Sunday, March 06, 2011

New Zealand: Research on Encore Careers Finds Older Workers Happier, Healthier

In an article for The New Zealand Herald, Greg Fleming writes about encore careers and draws on a Waikato University study focused on encore careers--meaningful work, paid or unpaid in the second half of life--which has found older people who work are happier and healthier than those who don't.

Fleming also notes that the study found that not all older workers experienced smooth transitions and that some of those surveyed for the research struggled to find meaningful work, found employment agencies unhelpful, and success often depended on individual initiative. He quotes research fellow Dr. Margaret Richardson of the Waikato Management School: "Many managers had negative stereotypes of older workers believing that they were unable to change and lacked the appropriate job-seeking skills such as how to write a CV and how to present at interviews."
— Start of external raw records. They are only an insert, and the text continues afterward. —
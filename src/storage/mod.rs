//! # Storage Layer
//!
//! Persistence layer for Opsdesk.
//!
//! ## Storage Formats
//!
//! | Data | Format | Location |
//! |------|--------|----------|
//! | Tasks | SQLite (WAL mode) | `.opsdesk/tasks.db` |
//! | Config | TOML | `.opsdesk/config.toml` |
//!
//! ## Project Structure
//!
//! ```text
//! .opsdesk/
//! ├── tasks.db              # SQLite task store
//! ├── config.toml           # Project configuration
//! └── .gitignore            # Ignores the database files
//! ```
//!
//! ## Key Types
//!
//! - [`Project`] - Entry point for accessing an Opsdesk project
//! - [`TaskStore`] - Read/write tasks in SQLite
//! - [`Config`] - Project and global configuration

mod db;
mod config;
mod project;

pub use db::{StoreError, TaskStore};
pub use config::{Config, ConfigError, DefaultFormat, GlobalConfig, ProjectConfig};
pub use project::{Project, ProjectError};
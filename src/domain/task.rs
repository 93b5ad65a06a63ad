//! Task domain model
//!
//! Tasks are the stored work items: a title, lifecycle status, optional
//! priority and due date, and an optionally attached skill with its
//! input/output payloads.

use chrono::{DateTime, Utc};
use serde::{Deserialize, Serialize};
use std::fmt;
use std::str::FromStr;
use thiserror::Error;

use super::id::TaskId;
use super::summary::{InvalidInput, TaskSummary};

/// Status of a task
#[derive(Debug, Clone, Copy, PartialEq, Eq, Hash, Serialize, Deserialize, Default)]
#[serde(rename_all = "snake_case")]
pub enum TaskStatus {
    #[default]
    Open,
    InProgress,
    Blocked,
    Done,
}

impl TaskStatus {
    /// Returns true if this status represents completion
    pub fn is_complete(&self) -> bool {
        matches!(self, TaskStatus::Done)
    }

    /// Returns true if this task is currently being worked on
    pub fn is_active(&self) -> bool {
        matches!(self, TaskStatus::InProgress)
    }

    /// Returns true if this task is waiting on something external
    pub fn is_blocked(&self) -> bool {
        matches!(self, TaskStatus::Blocked)
    }

    pub fn as_str(&self) -> &'static str {
        match self {
            TaskStatus::Open => "open",
            TaskStatus::InProgress => "in_progress",
            TaskStatus::Blocked => "blocked",
            TaskStatus::Done => "done",
        }
    }
}

impl fmt::Display for TaskStatus {
    fn fmt(&self, f: &mut fmt::Formatter<'_>) -> fmt::Result {
        f.write_str(self.as_str())
    }
}

impl FromStr for TaskStatus {
    type Err = InvalidInput;

    fn from_str(s: &str) -> Result<Self, Self::Err> {
        match s.trim() {
            "open" => Ok(TaskStatus::Open),
            "in_progress" => Ok(TaskStatus::InProgress),
            "blocked" => Ok(TaskStatus::Blocked),
            "done" => Ok(TaskStatus::Done),
            other => Err(InvalidInput::UnknownStatus(other.to_string())),
        }
    }
}

/// Priority hint of a task
#[derive(Debug, Clone, Copy, PartialEq, Eq, PartialOrd, Ord, Hash, Serialize, Deserialize)]
#[serde(rename_all = "snake_case")]
pub enum TaskPriority {
    Low,
    Medium,
    High,
    Critical,
}

impl TaskPriority {
    /// Returns true for priorities that should jump the queue
    pub fn is_urgent(&self) -> bool {
        matches!(self, TaskPriority::High | TaskPriority::Critical)
    }

    pub fn as_str(&self) -> &'static str {
        match self {
            TaskPriority::Low => "low",
            TaskPriority::Medium => "medium",
            TaskPriority::High => "high",
            TaskPriority::Critical => "critical",
        }
    }
}

impl fmt::Display for TaskPriority {
    fn fmt(&self, f: &mut fmt::Formatter<'_>) -> fmt::Result {
        f.write_str(self.as_str())
    }
}

impl FromStr for TaskPriority {
    type Err = InvalidInput;

    fn from_str(s: &str) -> Result<Self, Self::Err> {
        match s.trim() {
            "low" => Ok(TaskPriority::Low),
            "medium" => Ok(TaskPriority::Medium),
            "high" => Ok(TaskPriority::High),
            "critical" => Ok(TaskPriority::Critical),
            other => Err(InvalidInput::UnknownPriority(other.to_string())),
        }
    }
}

#[derive(Debug, Error, PartialEq)]
#[error("Unknown skill: '{0}' (expected incident, runbook, fcr, prioritizer, daily_summary)")]
pub struct UnknownSkill(String);

/// Kind of text-generation skill a task can carry
#[derive(Debug, Clone, Copy, PartialEq, Eq, Serialize, Deserialize)]
#[serde(rename_all = "snake_case")]
pub enum SkillKind {
    Incident,
    Runbook,
    Fcr,
    Prioritizer,
    DailySummary,
}

impl SkillKind {
    pub fn as_str(&self) -> &'static str {
        match self {
            SkillKind::Incident => "incident",
            SkillKind::Runbook => "runbook",
            SkillKind::Fcr => "fcr",
            SkillKind::Prioritizer => "prioritizer",
            SkillKind::DailySummary => "daily_summary",
        }
    }
}

impl fmt::Display for SkillKind {
    fn fmt(&self, f: &mut fmt::Formatter<'_>) -> fmt::Result {
        f.write_str(self.as_str())
    }
}

impl FromStr for SkillKind {
    type Err = UnknownSkill;

    fn from_str(s: &str) -> Result<Self, Self::Err> {
        match s.trim() {
            "incident" => Ok(SkillKind::Incident),
            "runbook" => Ok(SkillKind::Runbook),
            "fcr" => Ok(SkillKind::Fcr),
            "prioritizer" => Ok(SkillKind::Prioritizer),
            "daily_summary" => Ok(SkillKind::DailySummary),
            other => Err(UnknownSkill(other.to_string())),
        }
    }
}

/// A stored task
#[derive(Debug, Clone, PartialEq, Serialize, Deserialize)]
pub struct Task {
    /// Unique identifier
    pub id: TaskId,

    /// Human-readable title
    pub title: String,

    /// Current status
    pub status: TaskStatus,

    /// Optional priority hint
    #[serde(default, skip_serializing_if = "Option::is_none")]
    pub priority: Option<TaskPriority>,

    /// Optional due timestamp
    #[serde(default, skip_serializing_if = "Option::is_none")]
    pub due: Option<DateTime<Utc>>,

    /// When the task was created
    pub created_at: DateTime<Utc>,

    /// When the task was last updated
    pub updated_at: DateTime<Utc>,

    /// When the task was completed (if done)
    #[serde(default, skip_serializing_if = "Option::is_none")]
    pub completed_at: Option<DateTime<Utc>>,

    /// Optional description
    #[serde(default, skip_serializing_if = "Option::is_none")]
    pub description: Option<String>,

    /// Skill attached to this task, if any
    #[serde(default, skip_serializing_if = "Option::is_none")]
    pub skill: Option<SkillKind>,

    /// Input payload for the attached skill
    #[serde(default, skip_serializing_if = "Option::is_none")]
    pub input_payload: Option<serde_json::Value>,

    /// Output produced by the last skill run
    #[serde(default, skip_serializing_if = "Option::is_none")]
    pub output_payload: Option<serde_json::Value>,
}

impl Task {
    /// Creates a new open task with the given ID and title
    pub fn new(id: TaskId, title: impl Into<String>) -> Self {
        let now = Utc::now();
        Self {
            id,
            title: title.into(),
            status: TaskStatus::Open,
            priority: None,
            due: None,
            created_at: now,
            updated_at: now,
            completed_at: None,
            description: None,
            skill: None,
            input_payload: None,
            output_payload: None,
        }
    }

    /// Transitions to in_progress status (from open or blocked)
    pub fn start(&mut self) {
        if matches!(self.status, TaskStatus::Open | TaskStatus::Blocked) {
            self.status = TaskStatus::InProgress;
            self.updated_at = Utc::now();
        }
    }

    /// Transitions to blocked status
    pub fn block(&mut self) {
        if !self.status.is_complete() && self.status != TaskStatus::Blocked {
            self.status = TaskStatus::Blocked;
            self.updated_at = Utc::now();
        }
    }

    /// Transitions to done status
    pub fn complete(&mut self) {
        if !self.status.is_complete() {
            self.status = TaskStatus::Done;
            let now = Utc::now();
            self.updated_at = now;
            self.completed_at = Some(now);
        }
    }

    /// Transitions back to open status
    pub fn reopen(&mut self) {
        if self.status.is_complete() {
            self.status = TaskStatus::Open;
            self.updated_at = Utc::now();
            self.completed_at = None;
        }
    }

    /// Sets the status directly, keeping completion bookkeeping consistent.
    ///
    /// Unlike the guarded transitions above, this applies any status.
    pub fn set_status(&mut self, status: TaskStatus) {
        if self.status == status {
            return;
        }
        let now = Utc::now();
        self.status = status;
        self.updated_at = now;
        self.completed_at = if status.is_complete() { Some(now) } else { None };
    }

    /// Sets the title
    pub fn set_title(&mut self, title: impl Into<String>) {
        self.title = title.into();
        self.updated_at = Utc::now();
    }

    /// Sets the description
    pub fn set_description(&mut self, description: impl Into<String>) {
        self.description = Some(description.into());
        self.updated_at = Utc::now();
    }

    /// Sets the priority hint
    pub fn set_priority(&mut self, priority: Option<TaskPriority>) {
        self.priority = priority;
        self.updated_at = Utc::now();
    }

    /// Sets the due timestamp
    pub fn set_due(&mut self, due: Option<DateTime<Utc>>) {
        self.due = due;
        self.updated_at = Utc::now();
    }

    /// Attaches a skill with its input payload
    pub fn set_skill(&mut self, skill: SkillKind, input: Option<serde_json::Value>) {
        self.skill = Some(skill);
        self.input_payload = input;
        self.updated_at = Utc::now();
    }

    /// Records the output of a skill run
    pub fn set_output(&mut self, output: serde_json::Value) {
        self.output_payload = Some(output);
        self.updated_at = Utc::now();
    }

    /// Takes an immutable snapshot for ranking/digest logic
    pub fn summary(&self) -> TaskSummary {
        TaskSummary {
            id: self.id.clone(),
            title: self.title.clone(),
            status: self.status,
            priority: self.priority,
            due: self.due,
        }
    }
}

#[cfg(test)]
mod tests {
    use super::*;

    fn make_task(title: &str) -> Task {
        let id = TaskId::new(title, Utc::now());
        Task::new(id, title)
    }

    #[test]
    fn new_task_is_open() {
        let task = make_task("Check firewall logs");
        assert_eq!(task.status, TaskStatus::Open);
        assert!(task.priority.is_none());
        assert!(task.completed_at.is_none());
    }

    #[test]
    fn status_transitions() {
        let mut task = make_task("Check firewall logs");

        task.start();
        assert_eq!(task.status, TaskStatus::InProgress);
        assert!(task.status.is_active());

        task.block();
        assert_eq!(task.status, TaskStatus::Blocked);

        task.start();
        assert_eq!(task.status, TaskStatus::InProgress);

        task.complete();
        assert_eq!(task.status, TaskStatus::Done);
        assert!(task.status.is_complete());
        assert!(task.completed_at.is_some());

        task.reopen();
        assert_eq!(task.status, TaskStatus::Open);
        assert!(task.completed_at.is_none());
    }

    #[test]
    fn set_status_applies_any_status() {
        let mut task = make_task("Swap line card");

        task.block();
        task.set_status(TaskStatus::Open);
        assert_eq!(task.status, TaskStatus::Open);

        task.set_status(TaskStatus::Done);
        assert_eq!(task.status, TaskStatus::Done);
        assert!(task.completed_at.is_some());

        task.set_status(TaskStatus::InProgress);
        assert_eq!(task.status, TaskStatus::InProgress);
        assert!(task.completed_at.is_none());
    }

    #[test]
    fn complete_task_cannot_be_blocked() {
        let mut task = make_task("Archive old tickets");
        task.complete();
        task.block();
        assert_eq!(task.status, TaskStatus::Done);
    }

    #[test]
    fn status_parses_known_values() {
        assert_eq!("open".parse::<TaskStatus>().unwrap(), TaskStatus::Open);
        assert_eq!(
            "in_progress".parse::<TaskStatus>().unwrap(),
            TaskStatus::InProgress
        );
        assert_eq!("blocked".parse::<TaskStatus>().unwrap(), TaskStatus::Blocked);
        assert_eq!("done".parse::<TaskStatus>().unwrap(), TaskStatus::Done);
    }

    #[test]
    fn status_rejects_unknown_values() {
        let err = "todo".parse::<TaskStatus>().unwrap_err();
        assert_eq!(err, InvalidInput::UnknownStatus("todo".to_string()));
    }

    #[test]
    fn priority_parses_and_orders() {
        assert_eq!("critical".parse::<TaskPriority>().unwrap(), TaskPriority::Critical);
        assert!(TaskPriority::Critical > TaskPriority::High);
        assert!(TaskPriority::High.is_urgent());
        assert!(!TaskPriority::Medium.is_urgent());
        assert!("urgent".parse::<TaskPriority>().is_err());
    }

    #[test]
    fn skill_kind_roundtrip() {
        for kind in [
            SkillKind::Incident,
            SkillKind::Runbook,
            SkillKind::Fcr,
            SkillKind::Prioritizer,
            SkillKind::DailySummary,
        ] {
            assert_eq!(kind.as_str().parse::<SkillKind>().unwrap(), kind);
        }
        assert!("pager".parse::<SkillKind>().is_err());
    }

    #[test]
    fn summary_snapshot_matches_task() {
        let mut task = make_task("Renew SSL cert");
        task.set_priority(Some(TaskPriority::High));
        task.block();

        let summary = task.summary();
        assert_eq!(summary.id, task.id);
        assert_eq!(summary.title, task.title);
        assert_eq!(summary.status, TaskStatus::Blocked);
        assert_eq!(summary.priority, Some(TaskPriority::High));
    }

    #[test]
    fn serde_roundtrip() {
        let mut task = make_task("Renew SSL cert");
        task.set_description("Expires end of month");
        task.set_skill(
            SkillKind::Fcr,
            Some(serde_json::json!({"purpose": "Renew certificate"})),
        );

        let json = serde_json::to_string(&task).unwrap();
        let parsed: Task = serde_json::from_str(&json).unwrap();

        assert_eq!(task, parsed);
    }

    #[test]
    fn updated_at_changes_on_modifications() {
        let mut task = make_task("Check BGP sessions");
        let created = task.updated_at;

        std::thread::sleep(std::time::Duration::from_millis(10));
        task.start();

        assert!(task.updated_at > created);
    }
}
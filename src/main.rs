//! Opsdesk - Local-first task tracking for network operations teams

use std::process::ExitCode;

fn main() -> ExitCode {
    if let Err(e) = opsdesk::cli::run() {
        eprintln!("Error: {:#}", e);
        ExitCode::FAILURE
    } else {
        ExitCode::SUCCESS
    }
}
Richardson, along with Mary Simpson and Ted Zorn, has also presented a paper on ""Out the Door," "Back for More," or "New Horizons": Multiple Meanings for Encore Careers" at the 2010 at the annual meeting of the International Communication Association. In this paper, the authors set out preliminary findings of a study into New Zealanders’ experiences with encore careers, and the authors illustrate the different discourses and meanings that encore workers and, to a lesser extent, managers associated with their experiences in or with encore careers—in paid or voluntary work.